Source data:
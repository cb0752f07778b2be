//! CSV loader for batches of reservation drafts.
//!
//! ## CSV Format
//!
//! One header row, then one draft per row. Column order does **not** matter
//! (headers are matched by name) and whitespace around values is trimmed.
//!
//! | Column         | Required | Notes                                        |
//! |----------------|----------|----------------------------------------------|
//! | `lab`          | yes      | One of the eleven lab names, e.g. `Farmácia` |
//! | `date`         | yes      | `YYYY-MM-DD`                                 |
//! | `professor`    | yes      |                                              |
//! | `discipline`   | yes      |                                              |
//! | `qtd_students` | yes      | Also accepted as `qtdStudents`               |
//! | `telephone`    | yes      | Digits only                                  |
//! | `materials`    | no       | Column may be omitted                        |
//! | `observations` | no       | Column may be omitted                        |
//!
//! "Required" means the column must exist. Cell contents are not checked
//! here: every row becomes a [`ReservationDraft`] and goes through the same
//! acceptance rules as a draft typed into the form.
//!
//! ### Example
//!
//! ```csv
//! lab,date,professor,discipline,qtd_students,telephone,materials
//! Farmácia,2026-10-22,Dr. Silva,Bio,20,5551234,microscopes
//! ```
use std::{io::Read, path::Path};

use lab_core::ReservationDraft;
use serde::Deserialize;

#[derive(Debug, Deserialize)]
struct CsvRow {
    lab: String,
    date: String,
    professor: String,
    discipline: String,
    #[serde(alias = "qtdStudents")]
    qtd_students: String,
    telephone: String,
    #[serde(default)]
    materials: String,
    #[serde(default)]
    observations: String,
}

impl From<CsvRow> for ReservationDraft {
    fn from(row: CsvRow) -> Self {
        Self {
            lab: row.lab,
            date: row.date,
            professor: row.professor,
            discipline: row.discipline,
            qtd_students: row.qtd_students,
            telephone: row.telephone,
            materials: row.materials,
            observations: row.observations,
        }
    }
}

#[derive(Debug, thiserror::Error)]
pub enum CsvLoadError {
    /// Bad structure, missing column or wrong column count.
    #[error("CSV parse error: {0}")]
    Parse(#[from] csv::Error),

    #[error("cannot read '{}': {source}", path.display())]
    Io {
        path: std::path::PathBuf,
        #[source]
        source: std::io::Error,
    },
}

/// Reads drafts in file order from any CSV source.
pub fn load_from_reader<R: Read>(reader: R) -> Result<Vec<ReservationDraft>, CsvLoadError> {
    let mut reader = csv::ReaderBuilder::new()
        .has_headers(true)
        .trim(csv::Trim::All)
        .flexible(false)
        .from_reader(reader);

    reader
        .deserialize::<CsvRow>()
        .map(|row| Ok(ReservationDraft::from(row?)))
        .collect()
}

pub fn load_from_str(input: &str) -> Result<Vec<ReservationDraft>, CsvLoadError> {
    load_from_reader(input.as_bytes())
}

pub fn load_from_file(path: &Path) -> Result<Vec<ReservationDraft>, CsvLoadError> {
    let file = std::fs::File::open(path).map_err(|source| CsvLoadError::Io {
        path: path.to_path_buf(),
        source,
    })?;
    load_from_reader(file)
}

#[cfg(test)]
mod tests {
    use super::*;
    use pretty_assertions::assert_eq;

    const FULL_CSV: &str = "\
lab,date,professor,discipline,qtd_students,telephone,materials,observations
Farmácia,2026-10-22,Dr. Silva,Bio,20,5551234,microscopes,bring gloves
";

    #[test]
    fn full_row_maps_every_column() {
        let drafts = load_from_str(FULL_CSV).expect("should parse full CSV");

        assert_eq!(
            drafts,
            vec![ReservationDraft {
                lab: "Farmácia".to_string(),
                date: "2026-10-22".to_string(),
                professor: "Dr. Silva".to_string(),
                discipline: "Bio".to_string(),
                qtd_students: "20".to_string(),
                telephone: "5551234".to_string(),
                materials: "microscopes".to_string(),
                observations: "bring gloves".to_string(),
            }]
        );
    }

    #[test]
    fn optional_columns_may_be_omitted() {
        let csv = "\
lab,date,professor,discipline,qtd_students,telephone
Anatomia,2026-10-23,Dra. Costa,Anatomia Humana,35,5559876
";
        let drafts = load_from_str(csv).expect("optional columns are optional");
        assert_eq!(drafts[0].materials, "");
        assert_eq!(drafts[0].observations, "");
    }

    #[test]
    fn column_order_and_camel_case_headcount_are_accepted() {
        let csv = "\
telephone , qtdStudents , lab , date , discipline , professor
5551234 , 12 , Microscopia , 2026-11-02 , Histologia , Dr. Lima
";
        let drafts = load_from_str(csv).expect("column order should not matter");
        assert_eq!(drafts[0].lab, "Microscopia");
        assert_eq!(drafts[0].qtd_students, "12");
        assert_eq!(drafts[0].professor, "Dr. Lima");
    }

    #[test]
    fn empty_cells_are_kept_for_the_validator() {
        let csv = "\
lab,date,professor,discipline,qtd_students,telephone
Farmácia,2026-10-22,,Bio,20,5551234
";
        let drafts = load_from_str(csv).unwrap();
        assert_eq!(drafts[0].professor, "");
    }

    #[test]
    fn missing_required_column_is_a_parse_error() {
        let csv = "lab,date,discipline,qtd_students,telephone\nFarmácia,2026-10-22,Bio,20,5551234\n";
        match load_from_str(csv).unwrap_err() {
            CsvLoadError::Parse(_) => {}
            other => panic!("expected Parse error, got {other:?}"),
        }
    }

    #[test]
    fn ragged_row_is_a_parse_error() {
        let csv = "\
lab,date,professor,discipline,qtd_students,telephone
Farmácia,2026-10-22,Dr. Silva,Bio,20
";
        assert!(matches!(load_from_str(csv), Err(CsvLoadError::Parse(_))));
    }

    #[test]
    fn header_only_and_empty_input_yield_no_drafts() {
        assert!(
            load_from_str("lab,date,professor,discipline,qtd_students,telephone\n")
                .unwrap()
                .is_empty()
        );
        assert!(load_from_str("").unwrap().is_empty());
    }
}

What is being asked:
Copy the listing word for word.

Solved exercise:
repository cb0752f07778b2be
//! CSV loader for batches of reservation drafts.
//!
//! ## CSV Format
//!
//! One header row, then one draft per row. Column order does **not** matter
//! (headers are matched by name) and whitespace around values is trimmed.
//!
//! | Column         | Required | Notes                                        |
//! |----------------|----------|----------------------------------------------|
//! | `lab`          | yes      | One of the eleven lab names, e.g. `Farmácia` |
//! | `date`         | yes      | `YYYY-MM-DD`                                 |
//! | `professor`    | yes      |                                              |
//! | `discipline`   | yes      |                                              |
//! | `qtd_students` | yes      | Also accepted as `qtdStudents`               |
//! | `telephone`    | yes      | Digits only                                  |
//! | `materials`    | no       | Column may be omitted                        |
//! | `observations` | no       | Column may be omitted                        |
//!
//! "Required" means the column must exist. Cell contents are not checked
//! here: every row becomes a [`ReservationDraft`] and goes through the same
//! acceptance rules as a draft typed into the form.
//!
//! ### Example
//!
//! ```csv
//! lab,date,professor,discipline,qtd_students,telephone,materials
//! Farmácia,2026-10-22,Dr. Silva,Bio,20,5551234,microscopes
//! ```
use std::{io::Read, path::Path};

use lab_core::ReservationDraft;
use serde::Deserialize;

#[derive(Debug, Deserialize)]
struct CsvRow {
    lab: String,
    date: String,
    professor: String,
    discipline: String,
    #[serde(alias = "qtdStudents")]
    qtd_students: String,
    telephone: String,
    #[serde(default)]
    materials: String,
    #[serde(default)]
    observations: String,
}

impl From<CsvRow> for ReservationDraft {
    fn from(row: CsvRow) -> Self {
        Self {
            lab: row.lab,
            date: row.date,
            professor: row.professor,
            discipline: row.discipline,
            qtd_students: row.qtd_students,
            telephone: row.telephone,
            materials: row.materials,
            observations: row.observations,
        }
    }
}

#[derive(Debug, thiserror::Error)]
pub enum CsvLoadError {
    /// Bad structure, missing column or wrong column count.
    #[error("CSV parse error: {0}")]
    Parse(#[from] csv::Error),

    #[error("cannot read '{}': {source}", path.display())]
    Io {
        path: std::path::PathBuf,
        #[source]
        source: std::io::Error,
    },
}

/// Reads drafts in file order from any CSV source.
pub fn load_from_reader<R: Read>(reader: R) -> Result<Vec<ReservationDraft>, CsvLoadError> {
    let mut reader = csv::ReaderBuilder::new()
        .has_headers(true)
        .trim(csv::Trim::All)
        .flexible(false)
        .from_reader(reader);

    reader
        .deserialize::<CsvRow>()
        .map(|row| Ok(ReservationDraft::from(row?)))
        .collect()
}

pub fn load_from_str(input: &str) -> Result<Vec<ReservationDraft>, CsvLoadError> {
    load_from_reader(input.as_bytes())
}

pub fn load_from_file(path: &Path) -> Result<Vec<ReservationDraft>, CsvLoadError> {
    let file = std::fs::File::open(path).map_err(|source| CsvLoadError::Io {
        path: path.to_path_buf(),
        source,
    })?;
    load_from_reader(file)
}

#[cfg(test)]
mod tests {
    use super::*;
    use pretty_assertions::assert_eq;

    const FULL_CSV: &str = "\
lab,date,professor,discipline,qtd_students,telephone,materials,observations
Farmácia,2026-10-22,Dr. Silva,Bio,20,5551234,microscopes,bring gloves
";

    #[test]
    fn full_row_maps_every_column() {
        let drafts = load_from_str(FULL_CSV).expect("should parse full CSV");

        assert_eq!(
            drafts,
            vec![ReservationDraft {
                lab: "Farmácia".to_string(),
                date: "2026-10-22".to_string(),
                professor: "Dr. Silva".to_string(),
                discipline: "Bio".to_string(),
                qtd_students: "20".to_string(),
                telephone: "5551234".to_string(),
                materials: "microscopes".to_string(),
                observations: "bring gloves".to_string(),
            }]
        );
    }

    #[test]
    fn optional_columns_may_be_omitted() {
        let csv = "\
lab,date,professor,discipline,qtd_students,telephone
Anatomia,2026-10-23,Dra. Costa,Anatomia Humana,35,5559876
";
        let drafts = load_from_str(csv).expect("optional columns are optional");
        assert_eq!(drafts[0].materials, "");
        assert_eq!(drafts[0].observations, "");
    }

    #[test]
    fn column_order_and_camel_case_headcount_are_accepted() {
        let csv = "\
telephone , qtdStudents , lab , date , discipline , professor
5551234 , 12 , Microscopia , 2026-11-02 , Histologia , Dr. Lima
";
        let drafts = load_from_str(csv).expect("column order should not matter");
        assert_eq!(drafts[0].lab, "Microscopia");
        assert_eq!(drafts[0].qtd_students, "12");
        assert_eq!(drafts[0].professor, "Dr. Lima");
    }

    #[test]
    fn empty_cells_are_kept_for_the_validator() {
        let csv = "\
lab,date,professor,discipline,qtd_students,telephone
Farmácia,2026-10-22,,Bio,20,5551234
";
        let drafts = load_from_str(csv).unwrap();
        assert_eq!(drafts[0].professor, "");
    }

    #[test]
    fn missing_required_column_is_a_parse_error() {
        let csv = "lab,date,discipline,qtd_students,telephone\nFarmácia,2026-10-22,Bio,20,5551234\n";
        match load_from_str(csv).unwrap_err() {
            CsvLoadError::Parse(_) => {}
            other => panic!("expected Parse error, got {other:?}"),
        }
    }

    #[test]
    fn ragged_row_is_a_parse_error() {
        let csv = "\
lab,date,professor,discipline,qtd_students,telephone
Farmácia,2026-10-22,Dr. Silva,Bio,20
";
        assert!(matches!(load_from_str(csv), Err(CsvLoadError::Parse(_))));
    }

    #[test]
    fn header_only_and_empty_input_yield_no_drafts() {
        assert!(
            load_from_str("lab,date,professor,discipline,qtd_students,telephone\n")
                .unwrap()
                .is_empty()
        );
        assert!(load_from_str("").unwrap().is_empty());
    }
}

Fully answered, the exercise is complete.